• DESCRIPTION OF THE TASK
Indicate how many lines in the listing below contain the word "Copy". No other output is permitted.

• RECORDS SHOWN
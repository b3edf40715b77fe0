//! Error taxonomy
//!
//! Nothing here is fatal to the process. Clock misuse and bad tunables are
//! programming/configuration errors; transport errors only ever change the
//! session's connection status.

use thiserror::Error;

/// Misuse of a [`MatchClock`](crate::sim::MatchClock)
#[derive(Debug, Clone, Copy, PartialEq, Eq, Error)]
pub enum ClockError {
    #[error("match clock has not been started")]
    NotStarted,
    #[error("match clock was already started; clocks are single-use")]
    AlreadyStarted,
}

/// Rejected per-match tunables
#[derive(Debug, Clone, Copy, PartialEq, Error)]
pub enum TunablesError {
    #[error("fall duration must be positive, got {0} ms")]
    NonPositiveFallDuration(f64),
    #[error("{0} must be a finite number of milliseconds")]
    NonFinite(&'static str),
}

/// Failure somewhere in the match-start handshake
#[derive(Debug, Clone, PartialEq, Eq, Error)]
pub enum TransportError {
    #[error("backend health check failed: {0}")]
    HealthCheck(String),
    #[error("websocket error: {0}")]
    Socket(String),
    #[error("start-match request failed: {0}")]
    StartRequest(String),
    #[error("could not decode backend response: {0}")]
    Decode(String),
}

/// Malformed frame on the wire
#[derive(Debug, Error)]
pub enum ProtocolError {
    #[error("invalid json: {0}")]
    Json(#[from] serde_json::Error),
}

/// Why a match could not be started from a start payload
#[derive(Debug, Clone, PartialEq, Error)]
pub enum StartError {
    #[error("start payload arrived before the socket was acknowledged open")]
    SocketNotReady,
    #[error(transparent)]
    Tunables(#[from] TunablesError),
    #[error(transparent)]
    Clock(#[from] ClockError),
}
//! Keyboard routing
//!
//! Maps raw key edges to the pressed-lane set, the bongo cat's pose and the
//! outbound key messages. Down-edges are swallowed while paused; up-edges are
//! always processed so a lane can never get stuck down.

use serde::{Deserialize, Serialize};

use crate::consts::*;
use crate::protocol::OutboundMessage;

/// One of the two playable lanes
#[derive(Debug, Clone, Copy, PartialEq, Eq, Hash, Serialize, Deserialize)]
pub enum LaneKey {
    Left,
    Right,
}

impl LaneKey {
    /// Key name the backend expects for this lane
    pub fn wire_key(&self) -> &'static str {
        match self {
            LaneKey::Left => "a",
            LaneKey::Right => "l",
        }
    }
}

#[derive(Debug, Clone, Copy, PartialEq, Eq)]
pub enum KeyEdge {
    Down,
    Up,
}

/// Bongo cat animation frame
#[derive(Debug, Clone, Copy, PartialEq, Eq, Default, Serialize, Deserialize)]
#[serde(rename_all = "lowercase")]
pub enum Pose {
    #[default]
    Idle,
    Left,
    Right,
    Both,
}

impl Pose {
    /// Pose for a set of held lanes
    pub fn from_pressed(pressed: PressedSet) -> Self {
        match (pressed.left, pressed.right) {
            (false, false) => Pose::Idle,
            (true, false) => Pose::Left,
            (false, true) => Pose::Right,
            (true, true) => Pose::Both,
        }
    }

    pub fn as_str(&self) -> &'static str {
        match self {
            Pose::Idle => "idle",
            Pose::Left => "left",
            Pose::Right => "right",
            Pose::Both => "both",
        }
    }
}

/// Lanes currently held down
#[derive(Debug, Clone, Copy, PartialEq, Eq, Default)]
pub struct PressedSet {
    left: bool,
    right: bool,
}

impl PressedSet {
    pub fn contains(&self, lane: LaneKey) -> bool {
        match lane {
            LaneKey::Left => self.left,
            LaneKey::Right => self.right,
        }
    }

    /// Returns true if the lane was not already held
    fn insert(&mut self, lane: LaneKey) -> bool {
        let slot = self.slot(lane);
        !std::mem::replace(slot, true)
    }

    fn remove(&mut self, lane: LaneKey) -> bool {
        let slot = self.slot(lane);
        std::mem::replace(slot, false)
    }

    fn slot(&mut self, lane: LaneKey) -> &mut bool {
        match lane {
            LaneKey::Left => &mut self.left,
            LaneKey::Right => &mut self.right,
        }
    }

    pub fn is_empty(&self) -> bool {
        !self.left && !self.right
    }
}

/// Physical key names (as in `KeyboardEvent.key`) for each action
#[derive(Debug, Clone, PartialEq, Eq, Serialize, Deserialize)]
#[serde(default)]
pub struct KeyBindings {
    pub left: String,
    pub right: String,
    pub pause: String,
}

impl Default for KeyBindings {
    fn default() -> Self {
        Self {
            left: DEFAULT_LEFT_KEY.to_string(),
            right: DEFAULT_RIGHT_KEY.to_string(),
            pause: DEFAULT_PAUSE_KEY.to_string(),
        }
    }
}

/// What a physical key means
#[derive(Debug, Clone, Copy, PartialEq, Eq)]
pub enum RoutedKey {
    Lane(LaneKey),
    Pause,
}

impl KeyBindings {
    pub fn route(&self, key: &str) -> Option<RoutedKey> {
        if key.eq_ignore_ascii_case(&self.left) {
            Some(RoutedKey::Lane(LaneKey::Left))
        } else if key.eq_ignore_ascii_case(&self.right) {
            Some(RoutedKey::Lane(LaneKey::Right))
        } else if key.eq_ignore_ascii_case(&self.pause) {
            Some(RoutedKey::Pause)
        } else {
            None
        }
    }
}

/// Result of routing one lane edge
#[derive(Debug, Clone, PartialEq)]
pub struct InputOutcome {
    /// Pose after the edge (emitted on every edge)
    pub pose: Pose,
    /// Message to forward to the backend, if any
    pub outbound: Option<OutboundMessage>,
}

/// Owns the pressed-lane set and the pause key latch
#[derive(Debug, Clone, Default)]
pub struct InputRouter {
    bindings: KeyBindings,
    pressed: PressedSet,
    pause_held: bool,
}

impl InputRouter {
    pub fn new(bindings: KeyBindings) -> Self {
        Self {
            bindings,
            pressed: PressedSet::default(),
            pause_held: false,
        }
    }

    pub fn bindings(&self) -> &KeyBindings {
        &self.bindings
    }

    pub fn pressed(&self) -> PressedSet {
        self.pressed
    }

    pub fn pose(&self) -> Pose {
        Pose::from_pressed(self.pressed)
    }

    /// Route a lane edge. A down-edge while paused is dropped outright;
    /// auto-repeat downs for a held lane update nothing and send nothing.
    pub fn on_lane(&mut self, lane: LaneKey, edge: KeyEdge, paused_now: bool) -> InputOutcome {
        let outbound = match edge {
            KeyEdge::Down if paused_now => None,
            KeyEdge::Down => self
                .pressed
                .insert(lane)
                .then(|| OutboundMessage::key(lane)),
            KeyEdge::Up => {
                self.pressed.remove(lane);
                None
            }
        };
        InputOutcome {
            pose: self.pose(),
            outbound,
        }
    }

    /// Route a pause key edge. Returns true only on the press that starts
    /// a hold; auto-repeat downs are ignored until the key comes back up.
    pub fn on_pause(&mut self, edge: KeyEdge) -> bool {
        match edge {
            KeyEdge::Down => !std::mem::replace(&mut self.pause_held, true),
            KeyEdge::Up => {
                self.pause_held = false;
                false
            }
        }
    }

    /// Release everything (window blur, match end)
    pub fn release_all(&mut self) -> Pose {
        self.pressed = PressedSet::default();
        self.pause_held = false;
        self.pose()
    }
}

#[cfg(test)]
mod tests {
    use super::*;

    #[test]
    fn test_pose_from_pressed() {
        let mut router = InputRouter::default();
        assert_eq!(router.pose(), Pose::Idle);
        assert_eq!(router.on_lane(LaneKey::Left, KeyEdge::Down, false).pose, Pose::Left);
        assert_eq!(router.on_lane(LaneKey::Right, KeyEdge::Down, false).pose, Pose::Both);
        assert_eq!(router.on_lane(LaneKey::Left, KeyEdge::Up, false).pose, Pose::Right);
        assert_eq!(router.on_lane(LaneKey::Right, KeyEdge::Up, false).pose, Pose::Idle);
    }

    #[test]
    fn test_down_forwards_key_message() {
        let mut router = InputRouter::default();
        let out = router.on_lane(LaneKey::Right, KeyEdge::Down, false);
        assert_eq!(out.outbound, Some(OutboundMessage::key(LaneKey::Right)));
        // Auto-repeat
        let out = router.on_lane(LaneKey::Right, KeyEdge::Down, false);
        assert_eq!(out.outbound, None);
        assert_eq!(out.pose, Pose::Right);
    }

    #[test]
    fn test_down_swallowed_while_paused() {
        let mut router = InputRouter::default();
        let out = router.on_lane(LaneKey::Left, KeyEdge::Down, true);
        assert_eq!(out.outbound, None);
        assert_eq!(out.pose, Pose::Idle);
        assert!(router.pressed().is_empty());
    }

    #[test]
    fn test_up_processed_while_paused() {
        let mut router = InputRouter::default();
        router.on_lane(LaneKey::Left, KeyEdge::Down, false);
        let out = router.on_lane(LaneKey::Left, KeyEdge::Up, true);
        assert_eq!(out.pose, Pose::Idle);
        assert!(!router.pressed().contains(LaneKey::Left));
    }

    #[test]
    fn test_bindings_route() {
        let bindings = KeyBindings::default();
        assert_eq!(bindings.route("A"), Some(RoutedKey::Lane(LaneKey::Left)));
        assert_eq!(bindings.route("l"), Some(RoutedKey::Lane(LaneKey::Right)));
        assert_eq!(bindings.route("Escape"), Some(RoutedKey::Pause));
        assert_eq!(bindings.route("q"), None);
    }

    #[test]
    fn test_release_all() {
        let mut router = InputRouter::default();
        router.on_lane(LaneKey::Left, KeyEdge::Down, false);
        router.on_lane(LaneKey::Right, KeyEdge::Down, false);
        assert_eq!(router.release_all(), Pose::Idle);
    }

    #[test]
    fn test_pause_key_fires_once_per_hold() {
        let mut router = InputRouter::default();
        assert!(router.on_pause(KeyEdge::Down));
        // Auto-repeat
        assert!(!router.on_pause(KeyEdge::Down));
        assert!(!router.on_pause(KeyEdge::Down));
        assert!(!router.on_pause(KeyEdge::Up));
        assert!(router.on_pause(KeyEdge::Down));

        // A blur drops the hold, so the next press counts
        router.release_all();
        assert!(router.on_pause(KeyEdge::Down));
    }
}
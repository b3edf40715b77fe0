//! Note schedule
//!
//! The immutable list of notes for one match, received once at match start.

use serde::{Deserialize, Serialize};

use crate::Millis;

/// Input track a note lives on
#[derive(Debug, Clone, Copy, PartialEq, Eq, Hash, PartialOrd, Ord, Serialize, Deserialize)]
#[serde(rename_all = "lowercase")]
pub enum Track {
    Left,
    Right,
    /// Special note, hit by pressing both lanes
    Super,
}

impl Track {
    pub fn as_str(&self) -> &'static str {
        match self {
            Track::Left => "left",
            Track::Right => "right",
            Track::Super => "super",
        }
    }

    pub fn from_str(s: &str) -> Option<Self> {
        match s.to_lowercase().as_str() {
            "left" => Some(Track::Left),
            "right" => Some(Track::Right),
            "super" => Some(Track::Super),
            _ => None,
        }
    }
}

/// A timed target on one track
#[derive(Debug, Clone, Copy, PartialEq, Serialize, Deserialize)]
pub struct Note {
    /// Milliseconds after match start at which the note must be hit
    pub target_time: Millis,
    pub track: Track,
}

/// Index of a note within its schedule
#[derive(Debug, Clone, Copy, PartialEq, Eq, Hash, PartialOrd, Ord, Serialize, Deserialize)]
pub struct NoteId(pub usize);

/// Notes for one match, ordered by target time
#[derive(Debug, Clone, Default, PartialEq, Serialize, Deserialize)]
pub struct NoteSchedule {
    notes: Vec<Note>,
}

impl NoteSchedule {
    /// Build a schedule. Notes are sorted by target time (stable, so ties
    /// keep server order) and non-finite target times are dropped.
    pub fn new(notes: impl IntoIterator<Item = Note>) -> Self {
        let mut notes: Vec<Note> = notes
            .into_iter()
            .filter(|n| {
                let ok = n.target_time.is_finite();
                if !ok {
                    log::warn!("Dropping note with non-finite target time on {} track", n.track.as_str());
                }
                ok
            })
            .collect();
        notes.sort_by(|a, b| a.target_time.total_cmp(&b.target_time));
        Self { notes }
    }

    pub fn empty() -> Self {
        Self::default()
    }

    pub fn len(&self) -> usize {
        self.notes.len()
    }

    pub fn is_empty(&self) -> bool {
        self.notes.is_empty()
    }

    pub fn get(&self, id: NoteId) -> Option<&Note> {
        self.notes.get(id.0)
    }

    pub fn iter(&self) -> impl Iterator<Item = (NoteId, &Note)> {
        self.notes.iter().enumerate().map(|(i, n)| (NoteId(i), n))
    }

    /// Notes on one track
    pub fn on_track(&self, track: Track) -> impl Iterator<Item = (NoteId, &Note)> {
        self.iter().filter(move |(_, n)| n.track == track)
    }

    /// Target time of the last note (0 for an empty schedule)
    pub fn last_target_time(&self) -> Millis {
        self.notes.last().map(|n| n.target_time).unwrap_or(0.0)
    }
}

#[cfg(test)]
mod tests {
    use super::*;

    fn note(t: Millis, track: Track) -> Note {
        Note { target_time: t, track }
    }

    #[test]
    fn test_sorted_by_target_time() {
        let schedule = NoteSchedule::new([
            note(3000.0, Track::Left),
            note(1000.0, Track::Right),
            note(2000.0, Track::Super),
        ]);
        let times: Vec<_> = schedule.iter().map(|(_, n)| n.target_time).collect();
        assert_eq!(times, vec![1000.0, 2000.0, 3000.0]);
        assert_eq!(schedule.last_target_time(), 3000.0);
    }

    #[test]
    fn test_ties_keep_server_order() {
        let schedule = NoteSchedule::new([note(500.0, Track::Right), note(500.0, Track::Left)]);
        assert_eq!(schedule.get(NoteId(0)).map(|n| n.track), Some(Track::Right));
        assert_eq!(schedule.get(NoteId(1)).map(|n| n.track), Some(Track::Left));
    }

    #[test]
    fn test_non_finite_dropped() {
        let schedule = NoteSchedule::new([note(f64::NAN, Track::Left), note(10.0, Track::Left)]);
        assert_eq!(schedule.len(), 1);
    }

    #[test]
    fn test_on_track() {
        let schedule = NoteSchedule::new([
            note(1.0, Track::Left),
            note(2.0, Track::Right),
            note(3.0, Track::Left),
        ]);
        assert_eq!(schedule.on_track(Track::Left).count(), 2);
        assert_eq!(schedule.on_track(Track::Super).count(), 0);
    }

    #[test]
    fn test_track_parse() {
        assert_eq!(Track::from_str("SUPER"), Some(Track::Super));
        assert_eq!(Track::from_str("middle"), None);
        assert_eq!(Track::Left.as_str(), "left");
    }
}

• COMPLETED EXERCISE
10